The principles of Diffusion were used by Sohl-Dickstein. The idea is to teach the system how to reverse the process of turning complex images into simple noise and then turn the noise into images.

The way it works is explained here. The training set is what the image from the first step is taken from. We can plot the image as a dot in million-dimensional space if each of the million dots has some value. The noise is equivalent to the spread of ink after a single small step. The values of the pixels are less related to the values in the original image as the process goes on. At each time step, the zero value on all those axes is pushed by the algorithm. The nudging prevents the values from growing too large.

A simple, normal distribution of dots around the origin can be created by doing this for all images in the data set.

The sequence of transformations takes a long time to turn your data distribution into a loud noise ball. You can sample a distribution from this process.

Photo of a young man in a white collared shirt, a dark dress jacket, and round glasses

Next is the machine learning part, which involves training a neural network to predict the less noisy images that came one step earlier. You adjust the parameters of the network to make it work better. The neural network can reliably turn a noisy image, which is representative of a sample from the simple distribution, into an image representative of a sample from the complex distribution.

The network is a model of its own. If you have a full mathematical description of the simple distribution, you can sample from it directly. This sample can be turned into a final image by the neural network.

The first outputs of the model were recalled. He said that if he squinted he would think that the colored blob looked like a truck. I had spent a lot of time looking at different patterns and trying to figure out what was going on. I was really happy.

Envisioning the Future

The images looked worse, the process was too slow, and the models were not able to sample over the entire distribution. This was not seen as exciting at the time.
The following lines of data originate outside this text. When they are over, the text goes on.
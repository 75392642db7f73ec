//! Notion destination writer.
//!
//! Renders a captured insight into a page in the user's Notion database:
//! title, takeaway bullets, then the supporting transcript. Thin collaborator
//! consuming an `InsightResult`; the pipeline never depends on it.

use crate::config::NotionSettings;
use crate::error::{InnsiktError, Result};
use serde::Deserialize;
use serde_json::{json, Value};
use std::time::Duration;
use tracing::{info, instrument};

const NOTION_API_URL: &str = "https://api.notion.com/v1/pages";
const NOTION_VERSION: &str = "2022-06-28";

/// Notion caps a rich-text item at 2000 characters; transcripts are split
/// into paragraphs below that.
const PARAGRAPH_CHARS: usize = 1800;

/// Fields the browser extension sends when saving an insight.
#[derive(Debug, Clone, Deserialize)]
#[serde(rename_all = "camelCase")]
pub struct SaveInsightRequest {
    pub episode_title: String,
    #[serde(default)]
    pub show_name: Option<String>,
    #[serde(default)]
    pub thumbnail_url: Option<String>,
    #[serde(default)]
    pub transcript: Option<String>,
    #[serde(default)]
    pub summary: Option<Vec<String>>,
    #[serde(default)]
    pub timestamp_seconds: u32,
    #[serde(default)]
    pub manual_mode: bool,
    /// Free-form notes, used in manual mode.
    #[serde(default)]
    pub notes: Option<String>,
}

/// Client for creating insight pages.
///
/// The integration token comes from the `NOTION_API_KEY` environment
/// variable.
pub struct NotionClient {
    client: reqwest::Client,
    api_key: String,
    database_id: String,
}

impl NotionClient {
    pub fn from_settings(settings: &NotionSettings) -> Result<Self> {
        let api_key = std::env::var("NOTION_API_KEY")
            .map_err(|_| InnsiktError::Config("NOTION_API_KEY is not set".to_string()))?;
        let database_id = settings
            .database_id
            .clone()
            .ok_or_else(|| InnsiktError::Config("notion.database_id is not set".to_string()))?;

        let client = reqwest::Client::builder()
            .timeout(Duration::from_secs(15))
            .build()?;

        Ok(Self {
            client,
            api_key,
            database_id,
        })
    }

    /// Create the insight page; returns its Notion page ID.
    #[instrument(skip(self, request), fields(title = %request.episode_title))]
    pub async fn save(&self, request: &SaveInsightRequest) -> Result<String> {
        let body = build_page_body(&self.database_id, request);

        let response = self
            .client
            .post(NOTION_API_URL)
            .bearer_auth(&self.api_key)
            .header("Notion-Version", NOTION_VERSION)
            .json(&body)
            .send()
            .await
            .map_err(|e| InnsiktError::Notion(format!("request failed: {e}")))?;

        let status = response.status();
        if !status.is_success() {
            let detail = response.text().await.unwrap_or_default();
            return Err(InnsiktError::Notion(format!(
                "page creation returned {status}: {detail}"
            )));
        }

        let created: Value = response
            .json()
            .await
            .map_err(|e| InnsiktError::Notion(format!("invalid response body: {e}")))?;

        let page_id = created["id"].as_str().unwrap_or_default().to_string();
        info!("Saved insight page {}", page_id);
        Ok(page_id)
    }
}

fn build_page_body(database_id: &str, request: &SaveInsightRequest) -> Value {
    let page_title = match &request.show_name {
        Some(show) => format!(
            "{} — {} @ {}",
            request.episode_title,
            show,
            format_timestamp(request.timestamp_seconds)
        ),
        None => format!(
            "{} @ {}",
            request.episode_title,
            format_timestamp(request.timestamp_seconds)
        ),
    };

    let mut children = Vec::new();

    if let Some(summary) = &request.summary {
        children.push(heading("Key takeaways"));
        for bullet in summary {
            children.push(json!({
                "object": "block",
                "type": "bulleted_list_item",
                "bulleted_list_item": { "rich_text": [text_item(bullet)] }
            }));
        }
    }

    if let Some(notes) = &request.notes {
        if !notes.trim().is_empty() {
            children.push(heading("Notes"));
            children.push(paragraph(notes));
        }
    }

    if let Some(transcript) = &request.transcript {
        children.push(heading("Transcript"));
        for chunk in split_paragraphs(transcript) {
            children.push(paragraph(&chunk));
        }
    }

    let mut body = json!({
        "parent": { "database_id": database_id },
        "properties": {
            "Name": { "title": [text_item(&page_title)] }
        },
        "children": children,
    });

    if let Some(thumbnail) = &request.thumbnail_url {
        body["cover"] = json!({ "type": "external", "external": { "url": thumbnail } });
    }

    body
}

fn heading(text: &str) -> Value {
    json!({
        "object": "block",
        "type": "heading_2",
        "heading_2": { "rich_text": [text_item(text)] }
    })
}

fn paragraph(text: &str) -> Value {
    json!({
        "object": "block",
        "type": "paragraph",
        "paragraph": { "rich_text": [text_item(text)] }
    })
}

fn text_item(content: &str) -> Value {
    json!({ "type": "text", "text": { "content": content } })
}

/// Split long text on whitespace into chunks under the Notion limit.
fn split_paragraphs(text: &str) -> Vec<String> {
    let mut chunks = Vec::new();
    let mut current = String::new();

    for word in text.split_whitespace() {
        if !current.is_empty() && current.len() + word.len() + 1 > PARAGRAPH_CHARS {
            chunks.push(std::mem::take(&mut current));
        }
        if !current.is_empty() {
            current.push(' ');
        }
        current.push_str(word);
    }
    if !current.is_empty() {
        chunks.push(current);
    }
    chunks
}

/// Format seconds as MM:SS (or H:MM:SS past an hour).
pub fn format_timestamp(seconds: u32) -> String {
    let hours = seconds / 3600;
    let minutes = (seconds % 3600) / 60;
    let secs = seconds % 60;

    if hours > 0 {
        format!("{}:{:02}:{:02}", hours, minutes, secs)
    } else {
        format!("{:02}:{:02}", minutes, secs)
    }
}

#[cfg(test)]
mod tests {
    use super::*;

    fn request() -> SaveInsightRequest {
        SaveInsightRequest {
            episode_title: "Deep Work".to_string(),
            show_name: Some("The Focus Show".to_string()),
            thumbnail_url: None,
            transcript: Some("some supporting text".to_string()),
            summary: Some(vec!["bullet".to_string()]),
            timestamp_seconds: 754,
            manual_mode: false,
            notes: None,
        }
    }

    #[test]
    fn test_format_timestamp() {
        assert_eq!(format_timestamp(0), "00:00");
        assert_eq!(format_timestamp(754), "12:34");
        assert_eq!(format_timestamp(3725), "1:02:05");
    }

    #[test]
    fn test_page_title_carries_show_and_position() {
        let body = build_page_body("db-1", &request());
        let title = body["properties"]["Name"]["title"][0]["text"]["content"]
            .as_str()
            .unwrap();
        assert_eq!(title, "Deep Work — The Focus Show @ 12:34");
    }

    #[test]
    fn test_children_order_takeaways_then_transcript() {
        let body = build_page_body("db-1", &request());
        let children = body["children"].as_array().unwrap();
        assert_eq!(children[0]["type"], "heading_2");
        assert_eq!(children[1]["type"], "bulleted_list_item");
        assert_eq!(children[2]["type"], "heading_2");
        assert_eq!(children[3]["type"], "paragraph");
    }

    #[test]
    fn test_long_transcripts_split_under_the_limit() {
        let long = "word ".repeat(2000);
        let chunks = split_paragraphs(&long);
        assert!(chunks.len() > 1);
        assert!(chunks.iter().all(|c| c.len() <= PARAGRAPH_CHARS));
        assert_eq!(
            chunks.join(" ").split_whitespace().count(),
            long.split_whitespace().count()
        );
    }
}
It would take two students who didn't know each other to connect the dots from this initial work to modern day models. Song was the first person. He and his adviser published a method for building generative models that didn't estimate the probability distribution of the data Think of it as the slope of the high-dimensional surface.

Song's technique works best if he first perturbed each image in the training data set with increasing levels of noise, then asked his neural network to predict the original image using the distribution of the noise. His neural network could take a noisy image from a simple distribution and turn it into an image representative of the training data set. His machine learning model was slow to sample, even though the image quality was great. He did this without knowing about Sohl-Dickstein. Song was unaware of the models. Jascha sent me an email after our paper was published. Our models have strong connections, he told me.

The second student realized that Song's work could improve the models after seeing the connections. At the University of California, Berkeley, Jonathan Ho worked on generative modeling after finishing his PhD work. He thought it was the prettiest part of machine learning.

Some of Song's ideas and advances from the world of neural networks were used to redesign and update the Sohl-Dickstein's model. In order to get the community's attention, I needed to make the model generate great looking samples. I was certain that this was the most important thing I could do.

His instincts were correct. The new and improved diffusion model was announced by Ho and his colleagues. Researchers now refer to it asDDPM, because it became such a landmark. According to a benchmark of image quality, these models matched or surpassed all other generative models. It wasn't long before the players noticed. DALLE 2, Stable Diffusion, Imagen and other models all use some variation ofDDPM

A close up of a young man with dark hair and dark eyes looking into the camera with a slight smile

Large language models are one of the main ingredients of modern models. The models are trained on text from the internet. A research scientist at a stealth company and his colleague at a research company showed how to combine information from an LLM and an image-generating model to use text. The success of DALLE 2 is due to the process ofguided diffusion.

Ho said that they are far beyond his expectations. I am not going to pretend I knew what was about to happen.

Generating Problems

The images from DALLE 2 are not perfect. Racist and sexist biases can be reflected in the text of a large language model. Texts taken off the internet are often racist and sexist. The same biases are ingrained in LLMs that learn a probability distribution. Un-curated images taken off the internet can be used to train Diffusion models. Combining LLMs with today's models can result in images reflecting society's ills.

He has experienced it. She was shocked when she tried to create a stylized version of herself. She said that many of the images were sexually suggestive. She's not the only one.

These biases can be mitigated by checking both the input and outputs of the models, which is an extremely difficult task. Ho said nothing is a substitute for carefully and extensively safety testing. This is a big challenge for the field.

The power of generative modeling is something that is believed by Anandkumar. She liked the quote from Richard Feynman, "What I cannot create, I do not understand." Synthetic training data of under-represented classes for predictive tasks, such as darker skin tones for facial recognition, can be produced, thanks to an increased understanding. Generative models can give us insight into how our brains deal with noise. Building more sophisticated models could help the artificial intelligence.

The possibilities of what we can do with generative artificial intelligence are just beginning.